George stared at the doctor in shocked dismay. “That’s what’s been happening to me?” he asked.
“That’s what’s been happening to you, Mr. Belk.”
“But,” George cried, outraged, “this has been going on for years!”
“Evidently.”
“What can I do to stop it? You said—”
“I indicated that your problem could be solved, Mr. Belk,” said Dr. Gordon. “And indeed it will be. You see, this situation is so fraught with unethical possibilities that an organization exists which is dedicated to policing the transfer of subjective time among individuals. Such
transactions may be quite legitimate. As I explained, a good many people have more time than they know what to do with, they have surplus time which is a nuisance to them. People who need additional time are allowed to draw it from such individuals, providing suitable compensation is made. Since our organization operates with as much secrecy as possible, the donor frequently doesn’t know there has been a transaction. But always he must be compensated. An unexpected stroke of good fortune comes his way; he may find a better job, more suitable to his unenergetic nature, suddenly open to him, and so forth. Both parties have benefited.”

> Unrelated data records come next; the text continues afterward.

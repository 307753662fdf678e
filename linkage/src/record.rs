//! Data types for records, candidate pairs, scored pairs, edges and clusters.

use std::borrow::Cow;
use std::collections::{BTreeMap, BTreeSet, HashMap};
use std::fmt;

use chrono::{DateTime, Utc};
use serde::{Deserialize, Serialize};
use serde_json::Value;
use sha2::{Digest, Sha256};

/// Free-form, strategy-specific metadata attached to pairs and edges.
pub type Metadata = BTreeMap<String, Value>;

/// A single field value of a [`Record`].
#[derive(Debug, Clone, Serialize, Deserialize, PartialEq)]
#[serde(untagged)]
pub enum FieldValue {
    /// Absent or explicitly null.
    Null,
    /// A numeric value.
    Number(f64),
    /// A string value.
    Text(String),
    /// A fixed-length embedding.
    Vector(Vec<f32>),
}

impl FieldValue {
    /// Whether the value carries no information (null, or blank text).
    pub fn is_missing(&self) -> bool {
        match self {
            FieldValue::Null => true,
            FieldValue::Text(s) => s.trim().is_empty(),
            FieldValue::Vector(v) => v.is_empty(),
            FieldValue::Number(n) => n.is_nan(),
        }
    }

    /// Textual view of scalar values. Vectors have none.
    pub fn as_text(&self) -> Option<Cow<'_, str>> {
        match self {
            FieldValue::Text(s) => Some(Cow::Borrowed(s.as_str())),
            FieldValue::Number(n) if *n == 0.0 => Some(Cow::Borrowed("0")),
            FieldValue::Number(n) if n.fract() == 0.0 && n.is_finite() => {
                Some(Cow::Owned(format!("{n:.0}")))
            }
            FieldValue::Number(n) => Some(Cow::Owned(n.to_string())),
            FieldValue::Null | FieldValue::Vector(_) => None,
        }
    }

    /// The embedding, if this is a vector value.
    pub fn as_vector(&self) -> Option<&[f32]> {
        match self {
            FieldValue::Vector(v) => Some(v),
            _ => None,
        }
    }

    /// Short type name used in error messages.
    pub fn kind(&self) -> &'static str {
        match self {
            FieldValue::Null => "null",
            FieldValue::Number(_) => "number",
            FieldValue::Text(_) => "text",
            FieldValue::Vector(_) => "vector",
        }
    }
}

impl From<&str> for FieldValue {
    fn from(value: &str) -> Self {
        FieldValue::Text(value.to_string())
    }
}

impl From<String> for FieldValue {
    fn from(value: String) -> Self {
        FieldValue::Text(value)
    }
}

impl From<f64> for FieldValue {
    fn from(value: f64) -> Self {
        FieldValue::Number(value)
    }
}

impl From<Vec<f32>> for FieldValue {
    fn from(value: Vec<f32>) -> Self {
        FieldValue::Vector(value)
    }
}

/// A keyed document owned by the external store. The core never mutates it.
#[derive(Debug, Clone, Serialize, Deserialize, PartialEq)]
pub struct Record {
    /// Stable unique identifier.
    pub id: String,
    /// Named field values.
    #[serde(default)]
    pub fields: HashMap<String, FieldValue>,
}

impl Record {
    /// Create an empty record with the given id.
    pub fn new(id: impl Into<String>) -> Self {
        Self { id: id.into(), fields: HashMap::new() }
    }

    /// Builder-style field setter.
    pub fn with_field(mut self, name: impl Into<String>, value: impl Into<FieldValue>) -> Self {
        self.fields.insert(name.into(), value.into());
        self
    }

    /// Look up a field, treating missing values as absent.
    pub fn get(&self, name: &str) -> Option<&FieldValue> {
        self.fields.get(name).filter(|v| !v.is_missing())
    }

    /// Textual value of a field, if present and scalar.
    pub fn text(&self, name: &str) -> Option<Cow<'_, str>> {
        self.get(name).and_then(FieldValue::as_text)
    }
}

/// The blocking strategy that proposed a pair.
#[derive(Debug, Clone, Copy, Serialize, Deserialize, PartialEq, Eq, Hash, PartialOrd, Ord)]
#[serde(rename_all = "snake_case")]
pub enum BlockingMethod {
    /// Exact composite-key blocking.
    Exact,
    /// Soundex-code blocking.
    Phonetic,
    /// Ranked text-search blocking.
    Fuzzy,
    /// Embedding nearest-neighbour blocking.
    Vector,
    /// Shared-intermediate graph blocking.
    Relationship,
}

impl BlockingMethod {
    /// Stable snake_case name, also used as the edge `method`.
    pub fn as_str(&self) -> &'static str {
        match self {
            BlockingMethod::Exact => "exact",
            BlockingMethod::Phonetic => "phonetic",
            BlockingMethod::Fuzzy => "fuzzy",
            BlockingMethod::Vector => "vector",
            BlockingMethod::Relationship => "relationship",
        }
    }
}

impl fmt::Display for BlockingMethod {
    fn fmt(&self, f: &mut fmt::Formatter<'_>) -> fmt::Result {
        f.write_str(self.as_str())
    }
}

/// Two record identifiers proposed for detailed comparison.
///
/// The fields are private so that every instance upholds `id_a < id_b`.
#[derive(Debug, Clone, Serialize, Deserialize, PartialEq)]
pub struct CandidatePair {
    id_a: String,
    id_b: String,
    methods: Vec<BlockingMethod>,
    #[serde(default)]
    metadata: Metadata,
}

impl CandidatePair {
    /// Build a canonically ordered pair. Returns `None` for a self-pair.
    pub fn new(a: impl Into<String>, b: impl Into<String>, method: BlockingMethod) -> Option<Self> {
        let (a, b) = (a.into(), b.into());
        if a == b {
            return None;
        }
        let (id_a, id_b) = if a < b { (a, b) } else { (b, a) };
        Some(Self { id_a, id_b, methods: vec![method], metadata: Metadata::new() })
    }

    /// Attach a metadata entry.
    pub fn with_metadata(mut self, key: impl Into<String>, value: impl Into<Value>) -> Self {
        self.metadata.insert(key.into(), value.into());
        self
    }

    /// The smaller identifier.
    pub fn id_a(&self) -> &str {
        &self.id_a
    }

    /// The larger identifier.
    pub fn id_b(&self) -> &str {
        &self.id_b
    }

    /// The canonical dedup key.
    pub fn key(&self) -> (&str, &str) {
        (&self.id_a, &self.id_b)
    }

    /// Every strategy that proposed this pair, in first-seen order.
    pub fn methods(&self) -> &[BlockingMethod] {
        &self.methods
    }

    /// Strategy-specific metadata.
    pub fn metadata(&self) -> &Metadata {
        &self.metadata
    }

    /// Fold another proposal of the same pair into this one.
    ///
    /// Methods are appended once each; existing metadata keys win.
    pub fn absorb(&mut self, other: CandidatePair) {
        debug_assert_eq!(self.key(), other.key());
        for method in other.methods {
            if !self.methods.contains(&method) {
                self.methods.push(method);
            }
        }
        for (k, v) in other.metadata {
            self.metadata.entry(k).or_insert(v);
        }
    }
}

/// A deduplicated union of candidate pairs from any number of strategies.
///
/// Keyed on the canonical `(id_a, id_b)` tuple, so insertion order and
/// duplicate proposals never change the resulting set.
#[derive(Debug, Clone, Default)]
pub struct CandidateSet {
    pairs: BTreeMap<(String, String), CandidatePair>,
}

impl CandidateSet {
    /// Create an empty set.
    pub fn new() -> Self {
        Self::default()
    }

    /// Insert a pair. Returns `true` if the pair was not present before.
    pub fn insert(&mut self, pair: CandidatePair) -> bool {
        let key = (pair.id_a.clone(), pair.id_b.clone());
        match self.pairs.get_mut(&key) {
            Some(existing) => {
                existing.absorb(pair);
                false
            }
            None => {
                self.pairs.insert(key, pair);
                true
            }
        }
    }

    /// Whether the unordered pair `{a, b}` is present.
    pub fn contains(&self, a: &str, b: &str) -> bool {
        let (lo, hi) = if a < b { (a, b) } else { (b, a) };
        let key = (lo.to_string(), hi.to_string());
        self.pairs.contains_key(&key)
    }

    /// Number of distinct pairs.
    pub fn len(&self) -> usize {
        self.pairs.len()
    }

    /// Whether the set is empty.
    pub fn is_empty(&self) -> bool {
        self.pairs.is_empty()
    }

    /// Iterate pairs in canonical order.
    pub fn iter(&self) -> impl Iterator<Item = &CandidatePair> {
        self.pairs.values()
    }

    /// Consume the set into a vector in canonical order.
    pub fn into_vec(self) -> Vec<CandidatePair> {
        self.pairs.into_values().collect()
    }
}

impl Extend<CandidatePair> for CandidateSet {
    fn extend<T: IntoIterator<Item = CandidatePair>>(&mut self, iter: T) {
        for pair in iter {
            self.insert(pair);
        }
    }
}

impl FromIterator<CandidatePair> for CandidateSet {
    fn from_iter<T: IntoIterator<Item = CandidatePair>>(iter: T) -> Self {
        let mut set = CandidateSet::new();
        set.extend(iter);
        set
    }
}

/// Three-way Fellegi-Sunter decision.
#[derive(Debug, Clone, Copy, Serialize, Deserialize, PartialEq, Eq, Hash)]
#[serde(rename_all = "snake_case")]
pub enum Decision {
    /// `total_score > upper`.
    Match,
    /// Between the thresholds; left for manual review.
    PossibleMatch,
    /// `total_score <= lower`.
    NonMatch,
}

impl Decision {
    /// Apply the decision rule: strict above `upper`, inclusive at `lower`.
    pub fn classify(total_score: f64, upper: f64, lower: f64) -> Self {
        if total_score > upper {
            Decision::Match
        } else if total_score <= lower {
            Decision::NonMatch
        } else {
            Decision::PossibleMatch
        }
    }
}

/// How a single field contributed to a pair's score.
#[derive(Debug, Clone, Copy, Serialize, Deserialize, PartialEq, Eq)]
#[serde(rename_all = "snake_case")]
pub enum FieldOutcome {
    /// Similarity reached the field's agreement threshold.
    Agree,
    /// Similarity fell below the threshold.
    Disagree,
    /// One side had no value; the field did not contribute.
    Missing,
}

/// Per-field breakdown of a [`ScoredPair`].
#[derive(Debug, Clone, Serialize, Deserialize, PartialEq)]
pub struct FieldScore {
    /// Field name.
    pub field: String,
    /// Raw similarity in `[0, 1]` (cosine may be negative), if computed.
    pub similarity: Option<f64>,
    /// Agreement outcome.
    pub outcome: FieldOutcome,
    /// Contribution to the total, after importance.
    pub weight: f64,
}

/// A candidate pair with its Fellegi-Sunter score and decision.
#[derive(Debug, Clone, Serialize, Deserialize, PartialEq)]
pub struct ScoredPair {
    /// The smaller identifier.
    pub id_a: String,
    /// The larger identifier.
    pub id_b: String,
    /// Sum of weighted log-likelihood ratios.
    pub total_score: f64,
    /// Field-level breakdown; empty unless detailed scoring was requested.
    #[serde(default, skip_serializing_if = "Vec::is_empty")]
    pub field_scores: Vec<FieldScore>,
    /// Match decision.
    pub decision: Decision,
    /// Strategies that proposed the pair.
    #[serde(default, skip_serializing_if = "Vec::is_empty")]
    pub methods: Vec<BlockingMethod>,
}

/// A persisted similarity edge.
#[derive(Debug, Clone, Serialize, Deserialize, PartialEq)]
pub struct SimilarityEdge {
    /// Deterministic key derived from the unordered endpoint pair.
    pub key: String,
    /// Source vertex.
    pub from: String,
    /// Target vertex.
    pub to: String,
    /// Score of the pair that produced the edge.
    pub score: f64,
    /// Method label, e.g. `"exact+phonetic"` or `"fellegi_sunter"`.
    pub method: String,
    /// Caller-provided metadata.
    #[serde(default)]
    pub metadata: Metadata,
    /// Creation time of the first write.
    pub created_at: DateTime<Utc>,
}

/// A group of record ids believed to represent one entity.
#[derive(Debug, Clone, Serialize, Deserialize, PartialEq, Eq)]
pub struct Cluster {
    /// Deterministic id derived from the smallest member.
    pub cluster_id: String,
    /// Member record ids.
    pub members: BTreeSet<String>,
    /// Number of members.
    pub size: usize,
}

impl Cluster {
    /// Build a cluster from its members. Returns `None` for an empty set.
    pub fn from_members(members: BTreeSet<String>) -> Option<Self> {
        let anchor = members.iter().next()?;
        let digest = Sha256::digest(anchor.as_bytes());
        let hex = format!("{digest:x}");
        Some(Self { cluster_id: format!("cluster-{}", &hex[..16]), size: members.len(), members })
    }

    /// Whether `id` belongs to this cluster.
    pub fn contains(&self, id: &str) -> bool {
        self.members.contains(id)
    }
}

#[cfg(test)]
mod tests {
    use super::*;

    #[test]
    fn candidate_pair_is_canonical() {
        let pair = CandidatePair::new("b", "a", BlockingMethod::Exact).unwrap();
        assert_eq!(pair.key(), ("a", "b"));
        assert!(CandidatePair::new("a", "a", BlockingMethod::Exact).is_none());
    }

    #[test]
    fn set_merges_provenance_and_keeps_first_metadata() {
        let mut set = CandidateSet::new();
        assert!(set.insert(
            CandidatePair::new("1", "2", BlockingMethod::Exact).unwrap().with_metadata("key", "555")
        ));
        assert!(!set.insert(
            CandidatePair::new("2", "1", BlockingMethod::Phonetic)
                .unwrap()
                .with_metadata("key", "J525")
                .with_metadata("code", "J525")
        ));
        assert_eq!(set.len(), 1);
        let pair = set.iter().next().unwrap();
        assert_eq!(pair.methods(), &[BlockingMethod::Exact, BlockingMethod::Phonetic]);
        assert_eq!(pair.metadata()["key"], "555");
        assert_eq!(pair.metadata()["code"], "J525");
        assert!(set.contains("2", "1"));
    }

    #[test]
    fn decision_boundaries() {
        assert_eq!(Decision::classify(2.0, 2.0, -1.0), Decision::PossibleMatch);
        assert_eq!(Decision::classify(2.0001, 2.0, -1.0), Decision::Match);
        assert_eq!(Decision::classify(-1.0, 2.0, -1.0), Decision::NonMatch);
        assert_eq!(Decision::classify(0.0, 2.0, -1.0), Decision::PossibleMatch);
    }

    #[test]
    fn missing_values() {
        let record = Record::new("1").with_field("name", "  ").with_field("age", 42.0);
        assert!(record.get("name").is_none());
        assert_eq!(record.text("age").as_deref(), Some("42"));
        assert!(record.text("phone").is_none());
    }

    #[test]
    fn whole_numbers_render_without_truncation() {
        let text = |n: f64| FieldValue::Number(n).as_text().map(Cow::into_owned);
        assert_eq!(text(1e19).as_deref(), Some("10000000000000000000"));
        assert_eq!(text(-2e19).as_deref(), Some("-20000000000000000000"));
        assert_eq!(text(-0.0).as_deref(), Some("0"));
        assert_eq!(text(2.5).as_deref(), Some("2.5"));
    }

    #[test]
    fn cluster_id_is_stable() {
        let a = Cluster::from_members(["b".to_string(), "a".to_string()].into()).unwrap();
        let b = Cluster::from_members(["a".to_string(), "c".to_string()].into()).unwrap();
        assert_eq!(a.cluster_id, b.cluster_id);
        assert_eq!(a.size, 2);
        assert!(Cluster::from_members(BTreeSet::new()).is_none());
    }
}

“But why the secrecy?” George asked. “If everybody knew—”
“If everybody were aware of this, Mr. Belk, the situation might get completely out of hand. As I said, the process of extracting time particles from somebody else is very simple, once it is understood. We want no more people to know about it than we can help.”
“I see.” George hesitated. “Then you—this organization—will keep whoever has been stealing my time from doing it again?”
Dr. Gordon smiled. “We can do better than that. Much better. The drainometer recordings indicate that at various periods during the past two days as much as nine out of ten of your time particles have been surreptitiously diverted. This is a blatant crime. The fact that you are, as I previously indicated, inherently somewhat careless with your time has made you an easy victim. But now compensation must be made by those who took advantage of this. When you leave here, you will carry another instrument with you. The next attempt to tap the flow of your time particles will give us a direct line to the perpetrator. In all likelihood we shall find then that you have been preyed upon not by one individual but by a criminal gang.”
“A gang?” George repeated.
“Exactly. As I pointed out, Mr. Belk, time is a commodity. It has value. For some it has great value. Among such people there always will be a number who do not care whether the commodity they want can be obtained legally or ethically, provided only they get it. And there always will be criminal elements willing to supply the commodity for a price. We’re constantly on the lookout for indications of such a situation.”